Epithelial-mesenchymal transtition(EMT) plays an indispensable role in metastasis of colorectal cancer(CRC). The molecular mechanisms and therapeutic targets of EMT have become research hotspots. As one inflammatory cytokine, bone morphogenetic protein 2(BMP2) is reported to have a dual role in both tumour metastasis and EMT. Interestingly, we have found that leucine-rich-alpha-2-glycoprotein 1(LRG1), the new protein associated with cancer and imflammation, could combine with BMP2, which resulted in enhancement both of mesenchymal markers and cell invasion. Hence, we will apply cellular and in-vivo assays to find out the following issues: (1)the mechanism of LRG1 to assist the complex formation of BMP2 and its receptors; (2)the mechanism of LRG1-induced EMT via Smad4-independent BMP signaling pathway; (3)the mechanism of LRG1-BMP2 combination to regulate EMT of CRC in vitro and in vivo. The study aims to provide key molecules as novel therapic targets for metastasis of colorectal cancer.

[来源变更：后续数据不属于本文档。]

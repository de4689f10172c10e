//! # Babel routing primitives
//! The low level arithmetic a babel routing daemon is built on. The protocol
//! engine (neighbour and route tables, message codecs, the event loop) lives
//! elsewhere and calls into these primitives to order updates, schedule
//! timers, match prefixes and reject bogus announcements.
//!
//! ## Sequence numbers
//! Route sequence numbers are 16 bit and wrap. They are compared on a
//! circle: a value less than half the space ahead is newer. See `SeqNo`.
//!
//! ## Time
//! Timestamps are seconds and microseconds. A deadline can be infinitely
//! far away, which raw timestamps encode as zero seconds. Periodic timers
//! are capped with random sub-second jitter so that independent nodes
//! don't wake up in lock step. See `Timestamp` and `Deadline`.
//!
//! ## Addresses and prefixes
//! All addresses are 128 bit, IPv4 is stored IPv4-mapped. Prefix lengths
//! beyond 128 are clamped, never rejected. Text uses colon-hex notation,
//! `address/len` and `default`. See the `addr` crate.
//!
//! ## Martians
//! Multicast, link-local and unspecified destinations are martians and must
//! be dropped before route selection. See `is_martian`.
//!
//! ## Errors
//! Only text parsing fails, with `ParseError`. Everything else is total.
#![deny(missing_docs)]
pub mod constants;
pub mod debug;
pub mod martian;
pub mod seqno;
pub mod time;
pub mod wire;

pub use crate::martian::{is_martian, Martian};
pub use crate::seqno::SeqNo;
pub use crate::time::{parse_msec, roughly, Deadline, Timestamp};
pub use addr::{
    clamp_prefix_len, format_address, format_eui64, format_prefix, parse_address, parse_eui64,
    parse_net, Address, Eui64, ParseError, Prefix,
};

#[doc(hidden)]
pub use tracing as __tracing;

#[cfg(test)]
mod tests {
    use super::*;
    use failure::Error;
    use std::cmp::Ordering;

    fn properties() -> Result<(), Error> {
        assert_eq!(SeqNo::new(65535).compare(SeqNo::new(0)), Ordering::Less);
        assert_eq!(SeqNo::new(65535).distance(SeqNo::new(0)), -1);

        let default = parse_net("default")?;
        assert_eq!(default.len(), 0);
        assert_eq!(default.addr(), &Address::UNSPECIFIED);

        let multicast = parse_net("ff00::/8")?;
        assert!(is_martian(multicast.addr(), 8));

        assert!(parse_net("2001:db8::1/129").is_err());

        let a = parse_address("2001:db8::1")?;
        let b = parse_address("2001:db8::2")?;
        assert!(a.in_prefix(&a, 128));
        assert!(!a.in_prefix(&b, 128));
        assert_eq!(parse_address(&format_address(&a))?, a);
        assert_eq!(a.mask(64).mask(64), a.mask(64));

        let mut deadline = Deadline::INFINITY;
        let t = Timestamp::new(1_000, 250_000);
        deadline.min_in(Deadline::at(t));
        assert_eq!(deadline.timestamp(), Some(t));
        deadline.min_in(Deadline::INFINITY);
        assert_eq!(deadline.timestamp(), Some(t));
        Ok(())
    }

    #[test]
    fn test_properties() {
        properties().unwrap();
    }

    fn scheduling() -> Result<(), Error> {
        let now = Timestamp::now();
        let hello = now.add_millis(roughly(4_000) as i64);
        let update = now.add_millis(parse_msec("16")? as i64);

        let mut next = Deadline::INFINITY;
        next.min_in(hello.into());
        next.min_in(update.into());
        next.bound_secs(now.secs() + 1);

        let next = next.timestamp().unwrap();
        assert!(next >= now);
        assert_eq!(next.secs(), now.secs() + 1);
        assert!(next.difference_millis(&now) <= 2_000);
        Ok(())
    }

    #[test]
    fn test_scheduling() {
        scheduling().unwrap();
    }
}
//! Filter for prefixes that are never valid routing destinations.
use addr::{Address, Prefix};

/// Checks whether `prefix/plen` must never be announced or installed.
///
/// Martians are multicast (`ff00::/8`), link-local unicast (`fe80::/10`)
/// and the unspecified address, each only once `plen` is long enough to
/// lie entirely inside the range. `plen` is not clamped.
pub fn is_martian(prefix: &Address, plen: u8) -> bool {
    let b = prefix.as_bytes();
    (plen >= 8 && b[0] == 0xff)
        || (plen >= 10 && b[0] == 0xfe && b[1] & 0xc0 == 0x80)
        || (plen >= 128 && prefix.is_unspecified())
}

/// Trait for values that can be checked against the martian filter.
pub trait Martian {
    /// Returns true if the value is a martian.
    fn is_martian(&self) -> bool;
}

impl Martian for Prefix {
    fn is_martian(&self) -> bool {
        is_martian(self.addr(), self.len())
    }
}

impl Martian for Address {
    fn is_martian(&self) -> bool {
        is_martian(self, addr::MAX_PREFIX_LEN)
    }
}
//! Elastic worker pool.
//!
//! The pool owns every worker handle. Scale operations take the pool lock for
//! their whole duration, including the bounded wait in `scale_down`, so they
//! never interleave and the active count (the registry size) is never stale.

use std::collections::BTreeMap;
use std::sync::Arc;
use std::sync::atomic::{AtomicBool, Ordering};
use std::time::Duration;

use opentelemetry::KeyValue;
use serde::{Deserialize, Serialize};
use tokio::sync::Mutex;
use tokio::task::JoinHandle;
use tracing::{debug, error, info, warn};

use super::processor::Processor;
use super::worker::{Worker, WorkerDeps, WorkerId, WorkerSummary};
use crate::config::duration_millis;
use crate::error::{Error, Result};
use crate::notify::NotificationSink;
use crate::store::WorkItemStore;
use crate::telemetry::metrics;

/// Configuration for the worker pool.
#[derive(Debug, Clone, PartialEq, Serialize, Deserialize)]
#[serde(default)]
pub struct PoolConfig {
    /// Floor on registered workers. The pool starts with this many.
    pub min_workers: usize,
    /// Ceiling on registered workers.
    pub max_workers: usize,
    /// How long `scale_down` waits for a stopping worker before detaching it.
    #[serde(rename = "join_timeout_ms", with = "duration_millis")]
    pub join_timeout: Duration,
    /// Pause after a failed store call inside a worker.
    #[serde(rename = "claim_retry_interval_ms", with = "duration_millis")]
    pub claim_retry_interval: Duration,
    /// How long `shutdown` waits for all workers before aborting stragglers.
    #[serde(rename = "shutdown_timeout_ms", with = "duration_millis")]
    pub shutdown_timeout: Duration,
}

impl Default for PoolConfig {
    fn default() -> Self {
        Self {
            min_workers: 1,
            max_workers: 5,
            join_timeout: Duration::from_secs(2),
            claim_retry_interval: Duration::from_secs(1),
            shutdown_timeout: Duration::from_secs(30),
        }
    }
}

impl PoolConfig {
    pub fn validate(&self) -> Result<()> {
        if self.max_workers == 0 {
            return Err(Error::Config("max_workers must be at least 1".to_string()));
        }
        if self.min_workers > self.max_workers {
            return Err(Error::Config(format!(
                "min_workers ({}) exceeds max_workers ({})",
                self.min_workers, self.max_workers
            )));
        }
        if self.join_timeout.is_zero() || self.shutdown_timeout.is_zero() {
            return Err(Error::Config("pool timeouts must be non-zero".to_string()));
        }
        Ok(())
    }
}

/// What a scale call did.
#[derive(Debug, Clone, Copy, PartialEq, Eq)]
pub enum ScaleOutcome {
    /// A worker with this id was started.
    Added(WorkerId),
    /// Already at `max_workers`; nothing changed.
    AtCeiling,
    /// The highest worker was removed. `timed_out` means it did not exit
    /// within `join_timeout` and was detached instead of awaited.
    Removed { id: WorkerId, timed_out: bool },
    /// Already at `min_workers`; nothing changed.
    AtFloor,
    /// The pool has been shut down.
    Closed,
}

impl ScaleOutcome {
    pub fn changed(&self) -> bool {
        matches!(self, ScaleOutcome::Added(_) | ScaleOutcome::Removed { .. })
    }
}

/// Result of [`WorkerPool::shutdown`].
#[derive(Debug, Clone, Default, PartialEq, Eq)]
pub struct ShutdownReport {
    /// Workers that exited on their own within the shutdown timeout.
    pub workers_stopped: usize,
    /// Workers that had to be aborted after the timeout.
    pub workers_aborted: usize,
    /// Items still InProgress after all workers are gone. `None` if the store
    /// could not be queried.
    pub abandoned_in_progress: Option<u64>,
}

struct WorkerHandle {
    id: WorkerId,
    stop: Arc<AtomicBool>,
    join: JoinHandle<WorkerSummary>,
}

#[derive(Default)]
struct PoolState {
    workers: BTreeMap<WorkerId, WorkerHandle>,
    /// Removed by `scale_down` but still finishing an item.
    detached: Vec<WorkerHandle>,
    closed: bool,
}

pub struct WorkerPool {
    deps: WorkerDeps,
    config: PoolConfig,
    state: Mutex<PoolState>,
}

impl WorkerPool {
    /// Validate `config` and start `min_workers` workers.
    pub async fn start(
        store: Arc<dyn WorkItemStore>,
        notifier: Arc<dyn NotificationSink>,
        processor: Arc<dyn Processor>,
        config: PoolConfig,
    ) -> Result<Self> {
        config.validate()?;

        let pool = Self {
            deps: WorkerDeps {
                store,
                notifier,
                processor,
            },
            config,
            state: Mutex::new(PoolState::default()),
        };

        {
            let mut state = pool.state.lock().await;
            for _ in 0..pool.config.min_workers {
                pool.spawn_worker(&mut state);
            }
        }

        info!(
            min = pool.config.min_workers,
            max = pool.config.max_workers,
            "worker pool started"
        );
        Ok(pool)
    }

    pub fn config(&self) -> &PoolConfig {
        &self.config
    }

    pub fn store(&self) -> Arc<dyn WorkItemStore> {
        Arc::clone(&self.deps.store)
    }

    /// Number of registered workers.
    pub async fn active_count(&self) -> usize {
        self.state.lock().await.workers.len()
    }

    /// Ids of registered workers, ascending.
    pub async fn worker_ids(&self) -> Vec<WorkerId> {
        self.state.lock().await.workers.keys().copied().collect()
    }

    /// Workers removed by a timed-out `scale_down` that are still tracked.
    pub async fn detached_count(&self) -> usize {
        self.state.lock().await.detached.len()
    }

    /// Add one worker unless the pool is at `max_workers`.
    pub async fn scale_up(&self) -> ScaleOutcome {
        let mut state = self.state.lock().await;
        if state.closed {
            return ScaleOutcome::Closed;
        }
        if state.workers.len() >= self.config.max_workers {
            debug!(active = state.workers.len(), "scale up skipped, at ceiling");
            record_scale("up", "at_limit");
            return ScaleOutcome::AtCeiling;
        }

        let id = self.spawn_worker(&mut state);
        record_scale("up", "ok");
        info!(worker_id = %id, active = state.workers.len(), "scaled up");
        ScaleOutcome::Added(id)
    }

    /// Stop and remove the highest-numbered worker unless the pool is at
    /// `min_workers`.
    ///
    /// Waits up to `join_timeout` for the worker to finish its current item.
    /// On timeout the worker is deregistered anyway and kept on a detached
    /// list: it still completes its in-flight item and exits on its own, and
    /// `shutdown` awaits it. It is never aborted here, since that would strand
    /// its item InProgress.
    pub async fn scale_down(&self) -> ScaleOutcome {
        let mut state = self.state.lock().await;
        if state.closed {
            return ScaleOutcome::Closed;
        }
        if state.workers.len() <= self.config.min_workers {
            debug!(active = state.workers.len(), "scale down skipped, at floor");
            record_scale("down", "at_limit");
            return ScaleOutcome::AtFloor;
        }
        let Some((id, mut handle)) = state.workers.pop_last() else {
            return ScaleOutcome::AtFloor;
        };

        handle.stop.store(true, Ordering::Release);
        metrics::active_workers().add(-1, &[]);

        let timed_out = match tokio::time::timeout(self.config.join_timeout, &mut handle.join).await
        {
            Ok(Ok(summary)) => {
                debug!(worker_id = %id, completed = summary.completed, "worker joined");
                false
            }
            Ok(Err(e)) => {
                error!(worker_id = %id, error = %e, "worker task failed");
                false
            }
            Err(_) => {
                warn!(
                    worker_id = %id,
                    timeout_ms = self.config.join_timeout.as_millis() as u64,
                    "worker did not stop in time, detaching; it finishes its item \
                     in the background and its id may be reused by the next scale up"
                );
                state.detached.push(handle);
                true
            }
        };

        record_scale("down", if timed_out { "timeout" } else { "ok" });
        info!(worker_id = %id, active = state.workers.len(), "scaled down");
        ScaleOutcome::Removed { id, timed_out }
    }

    /// Stop every worker, wait for them, and report leftovers.
    ///
    /// All workers (registered and detached) share one `shutdown_timeout`
    /// deadline. Stragglers past it are aborted, which is the only place a
    /// worker is forcibly terminated; any item it held stays InProgress and
    /// shows up in `abandoned_in_progress`.
    pub async fn shutdown(&self) -> ShutdownReport {
        let mut state = self.state.lock().await;
        state.closed = true;

        let registered = state.workers.len();
        let mut handles: Vec<WorkerHandle> =
            std::mem::take(&mut state.workers).into_values().collect();
        handles.append(&mut state.detached);
        metrics::active_workers().add(-(registered as i64), &[]);

        for handle in &handles {
            handle.stop.store(true, Ordering::Release);
        }

        let deadline = tokio::time::Instant::now() + self.config.shutdown_timeout;
        let mut report = ShutdownReport::default();
        for mut handle in handles {
            match tokio::time::timeout_at(deadline, &mut handle.join).await {
                Ok(Ok(_)) => report.workers_stopped += 1,
                Ok(Err(e)) => {
                    error!(worker_id = %handle.id, error = %e, "worker task failed");
                    report.workers_stopped += 1;
                }
                Err(_) => {
                    warn!(worker_id = %handle.id, "worker did not stop before shutdown deadline, aborting");
                    handle.join.abort();
                    report.workers_aborted += 1;
                }
            }
        }

        report.abandoned_in_progress = match self.deps.store.count_in_progress().await {
            Ok(0) => Some(0),
            Ok(n) => {
                warn!(in_progress = n, "work items left in progress after shutdown");
                Some(n)
            }
            Err(e) => {
                error!(error = %e, "could not count in-progress items after shutdown");
                None
            }
        };

        info!(
            stopped = report.workers_stopped,
            aborted = report.workers_aborted,
            "worker pool shut down"
        );
        report
    }

    /// Start a worker with the next dense id and register it. Caller holds
    /// the pool lock. Detached workers do not hold ids, so an id can briefly
    /// belong to both a detached worker and a new one.
    fn spawn_worker(&self, state: &mut PoolState) -> WorkerId {
        let id = WorkerId(state.workers.len() as u32 + 1);
        let stop = Arc::new(AtomicBool::new(false));
        let worker = Worker::new(
            id,
            Arc::clone(&stop),
            self.deps.clone(),
            self.config.claim_retry_interval,
        );
        let join = tokio::spawn(worker.run());

        state.workers.insert(id, WorkerHandle { id, stop, join });
        metrics::active_workers().add(1, &[]);
        id
    }
}

fn record_scale(direction: &'static str, result: &'static str) {
    metrics::scale_events().add(
        1,
        &[
            KeyValue::new("direction", direction),
            KeyValue::new("result", result),
        ],
    );
}

#[cfg(test)]
mod tests {
    use super::*;

    #[test]
    fn default_config_is_valid() {
        assert!(PoolConfig::default().validate().is_ok());
    }

    #[test]
    fn rejects_inverted_bounds() {
        let config = PoolConfig {
            min_workers: 4,
            max_workers: 2,
            ..Default::default()
        };
        assert!(matches!(config.validate(), Err(Error::Config(_))));
    }

    #[test]
    fn rejects_empty_ceiling() {
        let config = PoolConfig {
            min_workers: 0,
            max_workers: 0,
            ..Default::default()
        };
        assert!(config.validate().is_err());
    }

    #[test]
    fn only_additions_and_removals_count_as_changes() {
        assert!(ScaleOutcome::Added(WorkerId(2)).changed());
        assert!(
            ScaleOutcome::Removed {
                id: WorkerId(2),
                timed_out: true
            }
            .changed()
        );
        assert!(!ScaleOutcome::AtCeiling.changed());
        assert!(!ScaleOutcome::AtFloor.changed());
        assert!(!ScaleOutcome::Closed.changed());
    }
}
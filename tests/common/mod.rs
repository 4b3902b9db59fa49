//! Test doubles shared by the engine tests.

#![allow(dead_code)]

use std::sync::Arc;
use std::sync::atomic::{AtomicU32, AtomicU64, Ordering};
use std::time::Duration;

use async_trait::async_trait;
use parking_lot::Mutex;
use taskscale::error::{Error, Result};
use taskscale::model::work::{NewWorkItem, WorkId, WorkItem};
use taskscale::notify::NotificationSink;
use taskscale::store::{InMemoryStore, WorkItemStore};

/// Remembers every notification it receives.
#[derive(Default)]
pub struct RecordingNotifier {
    seen: Mutex<Vec<(WorkId, String)>>,
}

impl RecordingNotifier {
    pub fn titles(&self) -> Vec<String> {
        self.seen.lock().iter().map(|(_, t)| t.clone()).collect()
    }

    pub fn count(&self) -> usize {
        self.seen.lock().len()
    }
}

#[async_trait]
impl NotificationSink for RecordingNotifier {
    async fn notify(&self, id: WorkId, title: &str) -> Result<()> {
        self.seen.lock().push((id, title.to_string()));
        Ok(())
    }
}

/// Always fails.
pub struct FailingNotifier;

#[async_trait]
impl NotificationSink for FailingNotifier {
    async fn notify(&self, _id: WorkId, _title: &str) -> Result<()> {
        Err(Error::Notification("endpoint unreachable".to_string()))
    }
}

/// Wraps an in-memory store and fails the first N calls of each kind with a
/// transient error.
pub struct FlakyStore {
    inner: Arc<InMemoryStore>,
    claim_failures: AtomicU32,
    complete_failures: AtomicU32,
    count_failures: AtomicU32,
}

impl FlakyStore {
    pub fn new(inner: Arc<InMemoryStore>) -> Self {
        Self {
            inner,
            claim_failures: AtomicU32::new(0),
            complete_failures: AtomicU32::new(0),
            count_failures: AtomicU32::new(0),
        }
    }

    pub fn failing_claims(self, n: u32) -> Self {
        self.claim_failures.store(n, Ordering::SeqCst);
        self
    }

    pub fn failing_completes(self, n: u32) -> Self {
        self.complete_failures.store(n, Ordering::SeqCst);
        self
    }

    pub fn failing_counts(self, n: u32) -> Self {
        self.count_failures.store(n, Ordering::SeqCst);
        self
    }

    fn trip(counter: &AtomicU32) -> bool {
        counter
            .fetch_update(Ordering::SeqCst, Ordering::SeqCst, |n| n.checked_sub(1))
            .is_ok()
    }
}

#[async_trait]
impl WorkItemStore for FlakyStore {
    async fn claim_next(&self) -> Result<Option<WorkItem>> {
        if Self::trip(&self.claim_failures) {
            return Err(Error::Other("connection reset".to_string()));
        }
        self.inner.claim_next().await
    }

    async fn mark_complete(&self, item: &WorkItem) -> Result<WorkItem> {
        if Self::trip(&self.complete_failures) {
            return Err(Error::Other("connection reset".to_string()));
        }
        self.inner.mark_complete(item).await
    }

    async fn count_pending(&self) -> Result<u64> {
        if Self::trip(&self.count_failures) {
            return Err(Error::Other("connection reset".to_string()));
        }
        self.inner.count_pending().await
    }

    async fn count_in_progress(&self) -> Result<u64> {
        self.inner.count_in_progress().await
    }
}

/// Reports whatever pending depth the test sets and never hands out work.
#[derive(Default)]
pub struct FixedDepthStore {
    pending: AtomicU64,
}

impl FixedDepthStore {
    pub fn new(pending: u64) -> Self {
        Self {
            pending: AtomicU64::new(pending),
        }
    }

    pub fn set(&self, pending: u64) {
        self.pending.store(pending, Ordering::SeqCst);
    }
}

#[async_trait]
impl WorkItemStore for FixedDepthStore {
    async fn claim_next(&self) -> Result<Option<WorkItem>> {
        Ok(None)
    }

    async fn mark_complete(&self, item: &WorkItem) -> Result<WorkItem> {
        Err(Error::NotFound(format!("work item {}", item.id)))
    }

    async fn count_pending(&self) -> Result<u64> {
        Ok(self.pending.load(Ordering::SeqCst))
    }

    async fn count_in_progress(&self) -> Result<u64> {
        Ok(0)
    }
}

/// Store seeded with `n` items titled "item-1".."item-n".
pub fn seeded_store(n: usize) -> Arc<InMemoryStore> {
    let store = Arc::new(InMemoryStore::new());
    for i in 1..=n {
        store.enqueue(NewWorkItem::new(format!("item-{i}")).description("test payload"));
    }
    store
}

/// Poll `check` every 5ms until it returns true or `within` elapses.
pub async fn wait_until<F, Fut>(within: Duration, mut check: F) -> bool
where
    F: FnMut() -> Fut,
    Fut: std::future::Future<Output = bool>,
{
    let deadline = tokio::time::Instant::now() + within;
    while tokio::time::Instant::now() < deadline {
        if check().await {
            return true;
        }
        tokio::time::sleep(Duration::from_millis(5)).await;
    }
    false
}
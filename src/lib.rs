//! # taskscale
//!
//! Elastic worker pool driven by queue depth.
//!
//! Workers claim pending work items from a shared store, process them
//! exclusively, complete them, and fire a best-effort notification. An
//! autoscaler samples the pending count on a fixed interval and grows or
//! shrinks the pool between configured bounds.
//!
//! Stores: in-memory ([`store::InMemoryStore`]) and Postgres ([`db::Db`]).

pub mod config;
pub mod db;
pub mod engine;
pub mod error;
pub mod model;
pub mod notify;
pub mod store;
pub mod telemetry;
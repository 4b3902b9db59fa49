//! Metric instrument factories for taskscale.
//!
//! Uses the OTel Meter API with the globally-registered `MeterProvider`.
//! All instruments are created lazily from the `"taskscale"` meter.

use opentelemetry::metrics::{Counter, Histogram, Meter, UpDownCounter};

/// Returns the shared meter for taskscale instruments.
fn meter() -> Meter {
    opentelemetry::global::meter("taskscale")
}

/// Counter: work item status transitions performed by workers.
/// Labels: `from`, `to`.
pub fn work_state_transitions() -> Counter<u64> {
    meter()
        .u64_counter("taskscale.work.state_transitions")
        .with_description("Number of work item status transitions")
        .build()
}

/// Counter: store-level operations (submit, claim, complete, count).
/// Labels: `store`, `operation`.
pub fn store_operations() -> Counter<u64> {
    meter()
        .u64_counter("taskscale.store.operations")
        .with_description("Number of work item store operations")
        .build()
}

/// Counter: store calls that failed and will be retried.
/// Labels: `operation`.
pub fn store_errors() -> Counter<u64> {
    meter()
        .u64_counter("taskscale.store.errors")
        .with_description("Number of failed store operations")
        .build()
}

/// Histogram: time spent processing one work item, in milliseconds.
pub fn processing_duration_ms() -> Histogram<f64> {
    meter()
        .f64_histogram("taskscale.work.processing_ms")
        .with_description("Work item processing duration in milliseconds")
        .with_unit("ms")
        .build()
}

/// Up/down counter: live worker handles in the pool.
pub fn active_workers() -> UpDownCounter<i64> {
    meter()
        .i64_up_down_counter("taskscale.pool.active_workers")
        .with_description("Number of registered workers")
        .build()
}

/// Counter: scale operations.
/// Labels: `direction` ("up" | "down"), `result` ("ok" | "timeout" | "at_limit").
pub fn scale_events() -> Counter<u64> {
    meter()
        .u64_counter("taskscale.pool.scale_events")
        .with_description("Number of pool scale operations")
        .build()
}

/// Counter: completion notifications that failed.
pub fn notification_failures() -> Counter<u64> {
    meter()
        .u64_counter("taskscale.notify.failures")
        .with_description("Completion notifications that could not be delivered")
        .build()
}
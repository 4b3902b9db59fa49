//! The work item store contract consumed by workers and the autoscaler.
//!
//! Stores own status transitions. Workers never read-modify-write a status
//! themselves; they go through `claim_next` and `mark_complete`, which must be
//! atomic in the backing implementation.

pub mod memory;

use async_trait::async_trait;

use crate::error::Result;
use crate::model::work::WorkItem;

pub use memory::InMemoryStore;

#[async_trait]
pub trait WorkItemStore: Send + Sync {
    /// Atomically move one Pending item to InProgress and return it.
    ///
    /// Returns `None` when nothing is pending. Concurrent callers never
    /// receive the same item.
    async fn claim_next(&self) -> Result<Option<WorkItem>>;

    /// Atomically move an InProgress item to Completed.
    ///
    /// Fails with `Error::InvalidTransition` if the item is not currently
    /// InProgress, e.g. on a double completion.
    async fn mark_complete(&self, item: &WorkItem) -> Result<WorkItem>;

    /// Point-in-time count of Pending items.
    async fn count_pending(&self) -> Result<u64>;

    /// Point-in-time count of InProgress items.
    async fn count_in_progress(&self) -> Result<u64>;
}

上皮-间质转化(EMT)是大肠癌转移的关键途径，其调控机制及治疗靶点已成为近年来的研究热点。据报道，骨形态形成蛋白2(BMP2)是一种与肿瘤转移相关的炎性因子，并且能够双向调控EMT。有趣的是，我们的前期研究发现：全新的肿瘤相关的炎性蛋白——富亮氨酸糖蛋白1 (LRG1)联合BMP2能使大肠癌细胞获得间质表型，并增强其侵袭能力。故本课题拟从细胞实验、临床标本和SCID小鼠原位移植人大肠癌转移模型等方面探讨：(1)LRG1为BMP2及其受体复合物提供结构框架的机制；(2)LRG1经非Smad4依赖的BMP信号通路启动EMT的机制；(3)LRG1联合BMP2在体内外调控大肠癌发生EMT的机制。本研究旨在发掘新的启动EMT的关键分子，为大肠癌转移的防治提供潜在的靶点。